# [What to work on]
Look through the data below. Collect every line where the word "that" occurs.

# [Provided data]

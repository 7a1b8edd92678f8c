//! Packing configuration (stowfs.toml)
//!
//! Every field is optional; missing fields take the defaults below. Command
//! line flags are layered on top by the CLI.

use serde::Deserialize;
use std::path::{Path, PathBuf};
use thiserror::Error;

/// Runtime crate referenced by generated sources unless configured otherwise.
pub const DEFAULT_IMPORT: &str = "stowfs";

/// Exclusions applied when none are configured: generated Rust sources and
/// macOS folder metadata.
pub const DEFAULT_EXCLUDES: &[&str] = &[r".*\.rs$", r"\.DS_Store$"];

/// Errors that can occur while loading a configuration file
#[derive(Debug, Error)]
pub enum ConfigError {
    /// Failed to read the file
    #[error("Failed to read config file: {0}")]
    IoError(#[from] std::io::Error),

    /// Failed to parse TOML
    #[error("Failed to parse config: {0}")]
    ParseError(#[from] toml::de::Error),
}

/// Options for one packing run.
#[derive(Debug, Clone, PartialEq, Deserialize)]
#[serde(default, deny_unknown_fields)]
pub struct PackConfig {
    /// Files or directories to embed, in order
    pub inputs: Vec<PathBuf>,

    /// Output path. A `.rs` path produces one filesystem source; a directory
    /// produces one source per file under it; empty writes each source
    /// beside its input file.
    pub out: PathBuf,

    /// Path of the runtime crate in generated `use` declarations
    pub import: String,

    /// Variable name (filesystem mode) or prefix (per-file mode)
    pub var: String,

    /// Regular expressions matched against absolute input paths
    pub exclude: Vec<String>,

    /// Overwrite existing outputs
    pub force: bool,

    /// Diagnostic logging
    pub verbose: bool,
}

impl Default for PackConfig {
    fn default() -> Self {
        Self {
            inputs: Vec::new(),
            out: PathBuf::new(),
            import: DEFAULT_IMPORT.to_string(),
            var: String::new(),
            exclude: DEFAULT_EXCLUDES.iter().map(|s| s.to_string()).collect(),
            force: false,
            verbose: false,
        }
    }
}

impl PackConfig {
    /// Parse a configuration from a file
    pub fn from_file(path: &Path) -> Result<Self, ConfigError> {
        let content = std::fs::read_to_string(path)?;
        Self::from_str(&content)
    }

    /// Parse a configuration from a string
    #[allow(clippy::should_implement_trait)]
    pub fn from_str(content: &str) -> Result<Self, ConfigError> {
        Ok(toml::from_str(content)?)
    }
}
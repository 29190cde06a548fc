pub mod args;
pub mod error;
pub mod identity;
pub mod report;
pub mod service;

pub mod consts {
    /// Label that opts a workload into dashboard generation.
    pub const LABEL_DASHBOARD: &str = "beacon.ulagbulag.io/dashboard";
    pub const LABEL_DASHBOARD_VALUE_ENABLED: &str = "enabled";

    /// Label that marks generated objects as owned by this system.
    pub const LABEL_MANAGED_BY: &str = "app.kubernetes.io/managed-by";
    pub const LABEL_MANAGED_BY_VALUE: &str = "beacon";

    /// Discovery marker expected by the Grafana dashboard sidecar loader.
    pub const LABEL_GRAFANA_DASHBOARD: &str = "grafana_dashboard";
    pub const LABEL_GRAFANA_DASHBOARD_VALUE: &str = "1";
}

# [Answer to the exercise]
/// Errors that can occur while loading a configuration file
    /// Label that opts a workload into dashboard generation.
    /// Label that marks generated objects as owned by this system.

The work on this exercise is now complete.